It won't come as a surprise to anyone that the Steve Jobs revealed in Walter Isaacson's biography  was both brash and introspective, arrogant but capable of admitting mistakes. He walked away from religion when he saw a magazine photo of starving children. He was 13 years old. He put off cancer surgery because he didn't want his body "invaded," a decision he seemed to regret. He tried juice fasts and herbal medicines instead.  He said Google's development of Android amounted to "grand theft."
"I will spend my last dying breath if I need to, and I will spend every penny of Apple's $40 billion in the bank, to right this wrong," Jobs said. "I'm going to destroy Android, because it's a stolen product. I'm willing to go thermonuclear war on this."
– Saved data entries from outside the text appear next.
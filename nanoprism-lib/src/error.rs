use thiserror::Error;

use crate::material::Metal;

#[derive(Debug, Clone, PartialEq, Error)]
pub enum NanoprismError {
    #[error("unknown material: {0}")]
    UnknownMaterial(String),
    #[error("photon energy {energy} eV out of tabulated range [{min}, {max}]")]
    EnergyOutOfRange { energy: f64, min: f64, max: f64 },
    #[error("wavelength must be positive and finite, got {0} nm")]
    InvalidWavelength(f64),
    #[error("host permittivity must be positive and finite, got {0}")]
    InvalidHostPermittivity(f64),
    #[error("invalid prism geometry: {0}")]
    InvalidGeometry(String),
    #[error("table '{table}' holds {metal} data and needs the {metal} Drude constants")]
    MismatchedMaterial { table: String, metal: Metal },
    #[error("invalid optical constant table: {0}")]
    InvalidTable(String),
    #[error("invalid wavelength sweep: {0}")]
    InvalidSweep(String),
}

pub type Result<T> = std::result::Result<T, NanoprismError>;

pub(crate) fn check_wavelength(wavelength: f64) -> Result<()> {
    if wavelength.is_finite() && wavelength > 0.0 {
        Ok(())
    } else {
        Err(NanoprismError::InvalidWavelength(wavelength))
    }
}

pub(crate) fn check_host_permittivity(eps_h: f64) -> Result<()> {
    if eps_h.is_finite() && eps_h > 0.0 {
        Ok(())
    } else {
        Err(NanoprismError::InvalidHostPermittivity(eps_h))
    }
}
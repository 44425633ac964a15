#![no_std]

//! Embedded optical-constant tables for the nanoprism model.
//!
//! Each table is a `static` slice of [`OpticalConstantRecord`] sorted by
//! ascending photon energy. The library crate wraps them in validated
//! lookup tables; nothing here is mutated after compilation.

use serde::{Deserialize, Serialize};

pub mod gold;
pub mod silver;

pub use gold::GOLD_OLMON;
pub use silver::SILVER_JOHNSON_CHRISTY;

/// One tabulated sample of the complex refractive index `n + ik`.
#[derive(Debug, Clone, Copy, PartialEq, Serialize, Deserialize)]
pub struct OpticalConstantRecord {
    /// Photon energy in eV.
    pub energy: f64,
    /// Refractive index.
    pub n: f64,
    /// Extinction coefficient.
    pub k: f64,
}

impl OpticalConstantRecord {
    pub const fn new(energy: f64, n: f64, k: f64) -> Self {
        Self { energy, n, k }
    }
}

const fn r(energy: f64, n: f64, k: f64) -> OpticalConstantRecord {
    OpticalConstantRecord::new(energy, n, k)
}
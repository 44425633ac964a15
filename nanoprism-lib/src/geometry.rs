//! Prism geometry, its volume-equivalent sphere and the empirical shape fits.

use std::f64::consts::PI;

use serde::{Deserialize, Serialize};

use crate::error::{NanoprismError, Result};

/// A prism with an equilateral-triangle base and rounded base corners.
///
/// All lengths are in nm.
#[derive(Debug, Clone, Copy, PartialEq, Serialize, Deserialize)]
pub struct PrismGeometry {
    /// Edge length `L` of the triangular base.
    pub edge_length: f64,
    /// Thickness `H`.
    pub thickness: f64,
    /// Corner radius `R` of the triangular base.
    pub corner_radius: f64,
}

impl PrismGeometry {
    /// Validated constructor (see [`PrismGeometry::validate`]).
    pub fn new(edge_length: f64, thickness: f64, corner_radius: f64) -> Result<Self> {
        let geometry = Self {
            edge_length,
            thickness,
            corner_radius,
        };
        geometry.validate()?;
        Ok(geometry)
    }

    /// Checks that every length is positive and finite, and that the corner
    /// radius is below both the thickness and the inradius `L / (2√3)` of the
    /// base triangle.
    pub fn validate(&self) -> Result<()> {
        for (label, value) in [
            ("edge length", self.edge_length),
            ("thickness", self.thickness),
            ("corner radius", self.corner_radius),
        ] {
            if !(value.is_finite() && value > 0.0) {
                return Err(NanoprismError::InvalidGeometry(format!(
                    "{label} must be positive, got {value} nm"
                )));
            }
        }
        if self.corner_radius >= self.thickness {
            return Err(NanoprismError::InvalidGeometry(format!(
                "corner radius {} nm must be smaller than thickness {} nm",
                self.corner_radius, self.thickness
            )));
        }
        let inradius = self.edge_length / (2.0 * 3.0_f64.sqrt());
        if self.corner_radius >= inradius {
            return Err(NanoprismError::InvalidGeometry(format!(
                "corner radius {} nm must be smaller than the base inradius {inradius:.3} nm",
                self.corner_radius
            )));
        }
        Ok(())
    }

    /// Volume of the sharp-cornered prism, `(√3/4) L² H`, in nm³.
    pub fn volume(&self) -> f64 {
        0.25 * 3.0_f64.sqrt() * self.edge_length * self.edge_length * self.thickness
    }

    /// Diameter of the sphere with the same volume, in nm.
    pub fn effective_diameter(&self) -> f64 {
        effective_diameter(self.edge_length, self.thickness)
    }

    pub fn fit_coefficients(&self) -> FitCoefficients {
        FitCoefficients::for_geometry(self)
    }
}

/// `D = 2 (3√3 L² H / 16π)^(1/3)`, the volume-equivalent sphere diameter in nm.
pub fn effective_diameter(edge_length: f64, thickness: f64) -> f64 {
    2.0 * (3.0 * 3.0_f64.sqrt() * edge_length * edge_length * thickness / (16.0 * PI)).cbrt()
}

/// Shape-dependent coefficients of the polarizability model.
#[derive(Debug, Clone, Copy, PartialEq, Serialize, Deserialize)]
pub struct FitCoefficients {
    /// Effective volume fraction `β`.
    pub beta: f64,
    /// Shifted resonance permittivity `εc`.
    pub eps_c: f64,
    /// Second-order retardation coefficient.
    pub a2: f64,
    /// Fourth-order retardation coefficient.
    pub a4: f64,
}

/// `c1 (L/H)^p1 + c2 (L/R)^p2 + c3 (H/R)^p3 + c0`, each term as `(c, p)`.
struct PowerLawFit {
    aspect: (f64, f64),
    edge_rounding: (f64, f64),
    thickness_rounding: (f64, f64),
    offset: f64,
}

impl PowerLawFit {
    fn eval(&self, l_over_h: f64, l_over_r: f64, h_over_r: f64) -> f64 {
        self.aspect.0 * l_over_h.powf(self.aspect.1)
            + self.edge_rounding.0 * l_over_r.powf(self.edge_rounding.1)
            + self.thickness_rounding.0 * h_over_r.powf(self.thickness_rounding.1)
            + self.offset
    }
}

const BETA_FIT: PowerLawFit = PowerLawFit {
    aspect: (-0.649487, -1.27802),
    edge_rounding: (1.87718, -0.928178),
    thickness_rounding: (0.0784606, -0.619604),
    offset: 0.617065,
};

const EPS_C_FIT: PowerLawFit = PowerLawFit {
    aspect: (-1.73983, 0.904851),
    edge_rounding: (23.7005, -9.71985),
    thickness_rounding: (3.73666, -0.416187),
    offset: -4.23387,
};

const A2_FIT: PowerLawFit = PowerLawFit {
    aspect: (1.35181, -0.556507),
    edge_rounding: (1.13818, -0.483608),
    thickness_rounding: (-0.287856, -0.468685),
    offset: -0.0564038,
};

const A4_FIT: PowerLawFit = PowerLawFit {
    aspect: (-2.58813, -0.447242),
    edge_rounding: (-2.62882, -2.97322),
    thickness_rounding: (-0.254773, -0.125501),
    offset: 0.702526,
};

impl FitCoefficients {
    pub fn for_geometry(geometry: &PrismGeometry) -> Self {
        let l_over_h = geometry.edge_length / geometry.thickness;
        let l_over_r = geometry.edge_length / geometry.corner_radius;
        let h_over_r = geometry.thickness / geometry.corner_radius;

        Self {
            beta: BETA_FIT.eval(l_over_h, l_over_r, h_over_r),
            eps_c: EPS_C_FIT.eval(l_over_h, l_over_r, h_over_r),
            a2: A2_FIT.eval(l_over_h, l_over_r, h_over_r),
            a4: A4_FIT.eval(l_over_h, l_over_r, h_over_r),
        }
    }
}
use approx::assert_relative_eq;
use nanoprism::{
    DrudeParameters, MaterialModel, Metal, NanoprismError, OpticalConstantTable, RangePolicy,
    bulk_permittivity, photon_energy, size_corrected_permittivity,
};
use nanoprism::nanoprism_data::OpticalConstantRecord;

#[test]
fn test_photon_energy_conversion() {
    assert_relative_eq!(photon_energy(1239.8), 1.0);
    assert_relative_eq!(photon_energy(413.266_666_666_666_7), 3.0, max_relative = 1e-12);
}

#[test]
fn test_bulk_silver_at_tabulated_energy() {
    // 3.00 eV is a Johnson & Christy sample: n = 0.05, k = 2.275
    let eps = Metal::Silver.permittivity(1239.8 / 3.0).unwrap();
    assert_relative_eq!(eps.re, 0.05 * 0.05 - 2.275 * 2.275, max_relative = 1e-9);
    assert_relative_eq!(eps.im, 2.0 * 0.05 * 2.275, max_relative = 1e-9);
}

#[test]
fn test_bulk_gold_is_metallic_in_the_visible() {
    for wl in [500.0, 600.0, 700.0, 800.0] {
        let eps = Metal::Gold.permittivity(wl).unwrap();
        assert!(eps.re < 0.0, "Re(eps) for Au at {wl} nm = {}", eps.re);
        assert!(eps.im > 0.0, "Im(eps) for Au at {wl} nm = {}", eps.im);
    }
    // real part grows more negative towards the infrared
    let e600 = Metal::Gold.permittivity(600.0).unwrap();
    let e800 = Metal::Gold.permittivity(800.0).unwrap();
    assert!(e800.re < e600.re);
}

#[test]
fn test_size_correction_reference_values() {
    let d = nanoprism::effective_diameter(50.0, 20.0);
    let eps = Metal::Silver.size_corrected_permittivity(400.0, d).unwrap();
    assert_relative_eq!(eps.re, -4.408_414_209_322_566, max_relative = 1e-6);
    assert_relative_eq!(eps.im, 0.578_633_255_871_019, max_relative = 1e-6);

    let eps = Metal::Gold.size_corrected_permittivity(500.0, d).unwrap();
    assert_relative_eq!(eps.re, -2.467_230_397_066_952, max_relative = 1e-6);
    assert_relative_eq!(eps.im, 3.482_666_677_146_839, max_relative = 1e-6);
}

#[test]
fn test_size_correction_vanishes_for_large_particles() {
    for metal in Metal::ALL {
        let bulk = metal.permittivity(550.0).unwrap();
        let huge = metal.size_corrected_permittivity(550.0, 1.0e12).unwrap();
        assert_relative_eq!(bulk.re, huge.re, max_relative = 1e-9);
        assert_relative_eq!(bulk.im, huge.im, max_relative = 1e-9);
    }
}

#[test]
fn test_smaller_particles_are_more_damped() {
    let bulk = Metal::Silver.permittivity(500.0).unwrap();
    let d40 = Metal::Silver.size_corrected_permittivity(500.0, 40.0).unwrap();
    let d10 = Metal::Silver.size_corrected_permittivity(500.0, 10.0).unwrap();
    assert!(d10.im > d40.im && d40.im > bulk.im);
    assert_relative_eq!(d10.im, 2.704_635_644_227_731, max_relative = 1e-6);
    assert_relative_eq!(d40.im, 0.930_410_401_933_087_3, max_relative = 1e-6);
}

#[test]
fn test_materials_do_not_cross_contaminate() {
    let ag = Metal::Silver.size_corrected_permittivity(500.0, 30.0).unwrap();
    let au = Metal::Gold.size_corrected_permittivity(500.0, 30.0).unwrap();
    assert!((ag - au).norm() > 1.0, "Ag {ag} vs Au {au}");

    // repeated evaluation is unaffected by the other material
    let ag_again = Metal::Silver.size_corrected_permittivity(500.0, 30.0).unwrap();
    assert_eq!(ag, ag_again);
}

#[test]
fn test_model_keeps_table_and_constants_together() {
    let silver = Metal::Silver.model();
    assert!(std::ptr::eq(silver.table(), OpticalConstantTable::silver()));
    assert_eq!(*silver.drude(), DrudeParameters::SILVER);

    let gold = Metal::Gold.model();
    assert!(std::ptr::eq(gold.table(), OpticalConstantTable::gold()));
    assert_eq!(*gold.drude(), DrudeParameters::GOLD);

    // an embedded table never runs with another metal's constants
    let err = MaterialModel::new(OpticalConstantTable::silver(), DrudeParameters::GOLD).unwrap_err();
    assert!(matches!(
        err,
        NanoprismError::MismatchedMaterial { metal: Metal::Silver, .. }
    ));
    assert!(MaterialModel::new(OpticalConstantTable::gold(), DrudeParameters::SILVER).is_err());

    let explicit = MaterialModel::new(OpticalConstantTable::silver(), DrudeParameters::SILVER).unwrap();
    assert_eq!(
        size_corrected_permittivity(&explicit, 500.0, 30.0).unwrap(),
        size_corrected_permittivity(&silver, 500.0, 30.0).unwrap()
    );
}

#[test]
fn test_custom_table_accepts_any_constants() {
    let records: Vec<OpticalConstantRecord> = (0..8)
        .map(|i| {
            let energy = 1.0 + 0.5 * i as f64;
            OpticalConstantRecord::new(energy, 0.2 * energy, 4.0 / energy)
        })
        .collect();
    let table = OpticalConstantTable::new("synthetic", &records).unwrap();
    let model = MaterialModel::new(&table, DrudeParameters::GOLD).unwrap();

    // (n, k) at the 2.0 eV knot is (0.4, 2.0)
    let eps = bulk_permittivity(&model, 1239.8 / 2.0).unwrap();
    assert_relative_eq!(eps.re, 0.16 - 4.0, max_relative = 1e-9);
    assert_relative_eq!(eps.im, 1.6, max_relative = 1e-9);
}

#[test]
fn test_out_of_range_policy() {
    // 150 nm is 8.27 eV, above the 6.60 eV end of the silver table
    let extrapolating = Metal::Silver.model();
    assert_eq!(extrapolating.range_policy(), RangePolicy::Extrapolate);
    assert!(bulk_permittivity(&extrapolating, 150.0).is_ok());

    let strict = Metal::Silver.model().with_range_policy(RangePolicy::Reject);
    let err = bulk_permittivity(&strict, 150.0).unwrap_err();
    assert!(matches!(err, NanoprismError::EnergyOutOfRange { max, .. } if max == 6.60));
    assert!(size_corrected_permittivity(&strict, 150.0, 30.0).is_err());

    // inside the table both policies agree
    assert_eq!(
        bulk_permittivity(&strict, 450.0).unwrap(),
        bulk_permittivity(&extrapolating, 450.0).unwrap()
    );
}

#[test]
fn test_invalid_inputs() {
    for wl in [0.0, -400.0, f64::NAN, f64::INFINITY] {
        let err = Metal::Gold.permittivity(wl).unwrap_err();
        assert!(matches!(err, NanoprismError::InvalidWavelength(_)));
    }
    let err = Metal::Gold.size_corrected_permittivity(500.0, 0.0).unwrap_err();
    assert!(matches!(err, NanoprismError::InvalidGeometry(_)));
}
//! Discovery Engine: a single-pass walk of `root_dir` that classifies every
//! directory (primary repository, secondary workspace, workspace-tree
//! parent, or ordinary) and enumerates backup-eligible loose files and
//! symlinks.
//!
//! Grounded on `bobisme-maw`'s own hand-rolled `std::fs::read_dir` recursion
//! (`epoch_gc.rs`/`doctor.rs`) rather than pulling in a walking crate — the
//! teacher never reaches for `ignore`/`walkdir`.

use std::collections::{HashMap, HashSet};
use std::fs::Metadata;
use std::io::Read;
use std::path::{Path, PathBuf};

use devenv_vcs::RemoteRecord;

use crate::error::ReportedError;

/// Directories never descended into, regardless of position in the tree.
const SKIP_SET: &[&str] = &[
    "node_modules",
    ".venv",
    "venv",
    "__pycache__",
    ".cache",
    "target",
    "dist",
    ".cargo",
    ".rustup",
    ".mise",
    ".local",
    ".npm",
    ".bun",
    "go",
    ".gradle",
    ".m2",
];

/// Dot-directories are skipped by rule 1 except this one — `.dotfiles` is
/// still walked (it may contain a jj repo of its own) but never contributes
/// loose files or symlinks directly.
const DOTFILES_DIR: &str = ".dotfiles";

const MAX_LOOSE_FILE_BYTES: u64 = 10 * 1024 * 1024;
const BINARY_SNIFF_BYTES: usize = 8 * 1024;

#[derive(Debug, Clone, Copy, PartialEq, Eq)]
pub enum WorkspaceKind {
    Primary,
    Secondary,
}

#[derive(Debug, Clone)]
struct RawWorkspace {
    path: PathBuf,
    kind: WorkspaceKind,
    /// For a secondary workspace, the resolved absolute path to the primary
    /// repo's `.jj` directory, read from `.jj/repo`.
    repo_pointer: Option<PathBuf>,
}

#[derive(Debug, Clone)]
pub struct DiscoveredWorkspace {
    /// Derived from the directory's basename for secondary workspaces;
    /// always `"default"` for a repo's own primary checkout (jj's own name
    /// for the primary workspace).
    pub name: String,
    pub path: PathBuf,
}

#[derive(Debug, Clone)]
pub struct DiscoveredRepo {
    pub primary_path: PathBuf,
    pub workspaces: Vec<DiscoveredWorkspace>,
}

#[derive(Debug, Clone)]
pub struct DiscoveredSymlink {
    /// Absolute path of the link.
    pub link_path: PathBuf,
    /// Target, relative to `root_dir`.
    pub target_relative: String,
}

#[derive(Debug, Default, Clone)]
pub struct DiscoveryResult {
    pub repos: Vec<DiscoveredRepo>,
    /// Absolute paths of eligible loose files.
    pub files: Vec<PathBuf>,
    pub symlinks: Vec<DiscoveredSymlink>,
    pub warnings: Vec<ReportedError>,
}

/// Walk `root` and classify it per §4.2. This is the full Discovery Engine
/// entry point; repository naming (which needs a remote lookup via
/// [`devenv_vcs::JjDriver`]) happens in the Backup Orchestrator, which
/// consumes this result.
pub fn discover(root: &Path) -> DiscoveryResult {
    let mut raw_workspaces: Vec<RawWorkspace> = Vec::new();
    let mut symlinks: Vec<DiscoveredSymlink> = Vec::new();
    let mut warnings: Vec<ReportedError> = Vec::new();

    walk_classify(root, root, false, &mut raw_workspaces, &mut symlinks, &mut warnings);

    let workspace_paths: HashSet<PathBuf> = raw_workspaces.iter().map(|w| w.path.clone()).collect();
    let repos = group_repos(&raw_workspaces, &mut warnings);

    let workspace_tree_parents: HashSet<PathBuf> = raw_workspaces
        .iter()
        .filter_map(|w| w.path.parent().map(Path::to_path_buf))
        .filter(|parent| parent != root && !workspace_paths.contains(parent))
        .collect();

    let mut files = Vec::new();
    collect_direct_child_files(root, &mut files, &mut warnings);
    for parent in &workspace_tree_parents {
        collect_direct_child_files(parent, &mut files, &mut warnings);
        for entry_path in read_dir_paths(parent, &mut warnings) {
            if workspace_paths.contains(&entry_path) {
                continue;
            }
            if is_dot_or_skipped(&entry_path) {
                continue;
            }
            if entry_path.is_dir() {
                collect_files_recursive(&entry_path, &workspace_paths, &mut files, &mut warnings);
            }
        }
    }

    DiscoveryResult {
        repos,
        files,
        symlinks,
        warnings,
    }
}

fn is_dot_or_skipped(path: &Path) -> bool {
    path.file_name()
        .and_then(|n| n.to_str())
        .is_none_or(|name| name.starts_with('.') || SKIP_SET.contains(&name))
}

fn should_skip_dir(name: &str) -> bool {
    SKIP_SET.contains(&name) || (name.starts_with('.') && name != DOTFILES_DIR)
}

#[allow(clippy::too_many_arguments)]
fn walk_classify(
    dir: &Path,
    root: &Path,
    in_dotfiles: bool,
    workspaces: &mut Vec<RawWorkspace>,
    symlinks: &mut Vec<DiscoveredSymlink>,
    warnings: &mut Vec<ReportedError>,
) {
    let entries = match std::fs::read_dir(dir) {
        Ok(e) => e,
        Err(e) => {
            warnings.push(ReportedError::new(format!("discovery: {}", dir.display()), e.to_string()));
            return;
        }
    };

    let mut subdirs: Vec<(PathBuf, String)> = Vec::new();
    let mut has_jj = false;

    for entry in entries.flatten() {
        let path = entry.path();
        let Ok(file_type) = entry.file_type() else {
            continue;
        };
        let name = entry.file_name();
        let name_str = name.to_string_lossy().into_owned();

        if file_type.is_symlink() {
            if !in_dotfiles {
                collect_symlink(&path, root, symlinks, warnings);
            }
            continue;
        }
        if file_type.is_dir() {
            if name_str == ".jj" {
                has_jj = true;
                continue;
            }
            if should_skip_dir(&name_str) {
                continue;
            }
            subdirs.push((path, name_str));
        }
    }

    if has_jj {
        classify_workspace(dir, workspaces, warnings);
        return; // rule 2: never descend past a `.jj` subdirectory
    }

    for (subdir_path, subdir_name) in subdirs {
        let child_in_dotfiles = in_dotfiles || subdir_name == DOTFILES_DIR;
        walk_classify(&subdir_path, root, child_in_dotfiles, workspaces, symlinks, warnings);
    }
}

fn classify_workspace(dir: &Path, workspaces: &mut Vec<RawWorkspace>, warnings: &mut Vec<ReportedError>) {
    let repo_marker = dir.join(".jj").join("repo");
    let metadata = match std::fs::symlink_metadata(&repo_marker) {
        Ok(m) => m,
        Err(e) => {
            warnings.push(ReportedError::new(
                format!("discovery: {}", dir.display()),
                format!(".jj/repo unreadable: {e}"),
            ));
            return;
        }
    };

    if metadata.is_dir() {
        workspaces.push(RawWorkspace {
            path: dir.to_path_buf(),
            kind: WorkspaceKind::Primary,
            repo_pointer: None,
        });
    } else {
        let pointer = match std::fs::read_to_string(&repo_marker) {
            Ok(s) => s,
            Err(e) => {
                warnings.push(ReportedError::new(
                    format!("discovery: {}", dir.display()),
                    format!("failed to read .jj/repo: {e}"),
                ));
                return;
            }
        };
        let pointer_path = Path::new(pointer.trim());
        let resolved = if pointer_path.is_absolute() {
            pointer_path.to_path_buf()
        } else {
            dir.join(".jj").join(pointer_path)
        };
        workspaces.push(RawWorkspace {
            path: dir.to_path_buf(),
            kind: WorkspaceKind::Secondary,
            repo_pointer: Some(resolved),
        });
    }
}

fn group_repos(raw: &[RawWorkspace], warnings: &mut Vec<ReportedError>) -> Vec<DiscoveredRepo> {
    let mut by_jj_dir: HashMap<PathBuf, DiscoveredRepo> = HashMap::new();

    for w in raw.iter().filter(|w| w.kind == WorkspaceKind::Primary) {
        let jj_dir = canonical_or_self(&w.path.join(".jj"));
        by_jj_dir.insert(
            jj_dir,
            DiscoveredRepo {
                primary_path: w.path.clone(),
                workspaces: vec![DiscoveredWorkspace {
                    name: "default".to_string(),
                    path: w.path.clone(),
                }],
            },
        );
    }

    for w in raw.iter().filter(|w| w.kind == WorkspaceKind::Secondary) {
        let Some(pointer) = &w.repo_pointer else {
            continue;
        };
        let jj_dir = canonical_or_self(pointer);
        match by_jj_dir.get_mut(&jj_dir) {
            Some(repo) => {
                let name = w
                    .path
                    .file_name()
                    .map(|n| n.to_string_lossy().into_owned())
                    .unwrap_or_else(|| w.path.display().to_string());
                repo.workspaces.push(DiscoveredWorkspace { name, path: w.path.clone() });
            }
            None => warnings.push(ReportedError::new(
                format!("discovery: {}", w.path.display()),
                "secondary workspace points to a primary repo outside root_dir; skipping".to_string(),
            )),
        }
    }

    by_jj_dir.into_values().collect()
}

fn canonical_or_self(path: &Path) -> PathBuf {
    path.canonicalize().unwrap_or_else(|_| path.to_path_buf())
}

fn collect_symlink(path: &Path, root: &Path, out: &mut Vec<DiscoveredSymlink>, warnings: &mut Vec<ReportedError>) {
    let Ok(resolved) = path.canonicalize() else {
        return; // broken symlink: silently excluded
    };
    let Ok(root_canon) = root.canonicalize() else {
        warnings.push(ReportedError::new(
            "discovery",
            format!("root_dir {} does not exist", root.display()),
        ));
        return;
    };
    let Ok(relative) = resolved.strip_prefix(&root_canon) else {
        return; // target outside root_dir: excluded
    };
    out.push(DiscoveredSymlink {
        link_path: path.to_path_buf(),
        target_relative: relative.to_string_lossy().replace('\\', "/"),
    });
}

fn read_dir_paths(dir: &Path, warnings: &mut Vec<ReportedError>) -> Vec<PathBuf> {
    match std::fs::read_dir(dir) {
        Ok(entries) => entries.flatten().map(|e| e.path()).collect(),
        Err(e) => {
            warnings.push(ReportedError::new(format!("discovery: {}", dir.display()), e.to_string()));
            Vec::new()
        }
    }
}

fn collect_direct_child_files(dir: &Path, out: &mut Vec<PathBuf>, warnings: &mut Vec<ReportedError>) {
    for path in read_dir_paths(dir, warnings) {
        let Ok(metadata) = std::fs::symlink_metadata(&path) else {
            continue;
        };
        if !metadata.is_file() {
            continue;
        }
        if file_eligible(&path, &metadata).unwrap_or(false) {
            out.push(path);
        }
    }
}

fn collect_files_recursive(
    dir: &Path,
    workspace_paths: &HashSet<PathBuf>,
    out: &mut Vec<PathBuf>,
    warnings: &mut Vec<ReportedError>,
) {
    for path in read_dir_paths(dir, warnings) {
        let Ok(metadata) = std::fs::symlink_metadata(&path) else {
            continue;
        };
        if metadata.is_dir() {
            if workspace_paths.contains(&path) || is_dot_or_skipped(&path) {
                continue;
            }
            collect_files_recursive(&path, workspace_paths, out, warnings);
        } else if metadata.is_file() && file_eligible(&path, &metadata).unwrap_or(false) {
            out.push(path);
        }
    }
}

/// A regular file qualifies iff its name doesn't start with `.`, its size is
/// at most 10 MiB, and the first 8 KiB contain no NUL byte (the binary
/// heuristic preserved verbatim per §9's open question, UTF-16 false
/// negatives and all).
fn file_eligible(path: &Path, metadata: &Metadata) -> std::io::Result<bool> {
    let starts_with_dot = path
        .file_name()
        .and_then(|n| n.to_str())
        .is_none_or(|n| n.starts_with('.'));
    if starts_with_dot {
        return Ok(false);
    }
    if metadata.len() > MAX_LOOSE_FILE_BYTES {
        return Ok(false);
    }
    if contains_nul_in_prefix(path)? {
        return Ok(false);
    }
    Ok(true)
}

fn contains_nul_in_prefix(path: &Path) -> std::io::Result<bool> {
    let mut file = std::fs::File::open(path)?;
    let mut buf = [0u8; BINARY_SNIFF_BYTES];
    let mut total_read = 0;
    loop {
        let n = file.read(&mut buf[total_read..])?;
        if n == 0 {
            break;
        }
        total_read += n;
        if total_read == buf.len() {
            break;
        }
    }
    Ok(buf[..total_read].contains(&0))
}

/// Derive a unique repository name from its remotes: origin (or the first
/// remote if there is no origin), strip trailing `/`, take the final
/// segment, strip a trailing `.git`.
#[must_use]
pub fn derive_repo_name(remotes: &[RemoteRecord]) -> Option<String> {
    let chosen = remotes
        .iter()
        .find(|r| r.name == "origin")
        .or_else(|| remotes.first())?;
    let trimmed = chosen.url.trim_end_matches('/');
    let last_segment = trimmed.rsplit(['/', ':']).next()?;
    Some(last_segment.strip_suffix(".git").unwrap_or(last_segment).to_string())
}

/// Disambiguate a repo name against names already taken, appending `-1`,
/// `-2`, … on collision.
#[must_use]
pub fn disambiguate_name(base: &str, taken: &HashSet<String>) -> String {
    if !taken.contains(base) {
        return base.to_string();
    }
    let mut n = 1;
    loop {
        let candidate = format!("{base}-{n}");
        if !taken.contains(&candidate) {
            return candidate;
        }
        n += 1;
    }
}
In a face to face meeting in Palo Alto, Jobs told Google's Eric Schmidt he had no interest in settling the lawsuit Apple had launched over the matter. "I don't want your money," he said. "If you offer me $5 billion, I won't want it. I've got plenty of money. I want you to stop using our ideas in Android, that's all I want." Bill Gate thought Jobs was "fundamentally odd" and "weirdly flawed" He was "either in the mode of saying you were shit or trying to seduce you." For his part, Jobs said Gate would be "a broader guy if he had dropped acid once or gone off to an ashram when he was younger." His bottom line:
 "Bill is basically unimaginative and has never invented anything, which is why I think he's more comfortable now in philanthropy than technology. He just shamelessly ripped off other people's ideas."
He thought better of William Hewlett and David Packard. "(They) built a great company, and they thought they had left it in good hands," he said. "But now it's being dismembered and destroyed." He added: "I hope I've left a stronger legacy so that will never happen at Apple," he added. The book, Steve Jobs, goes on sale Monday.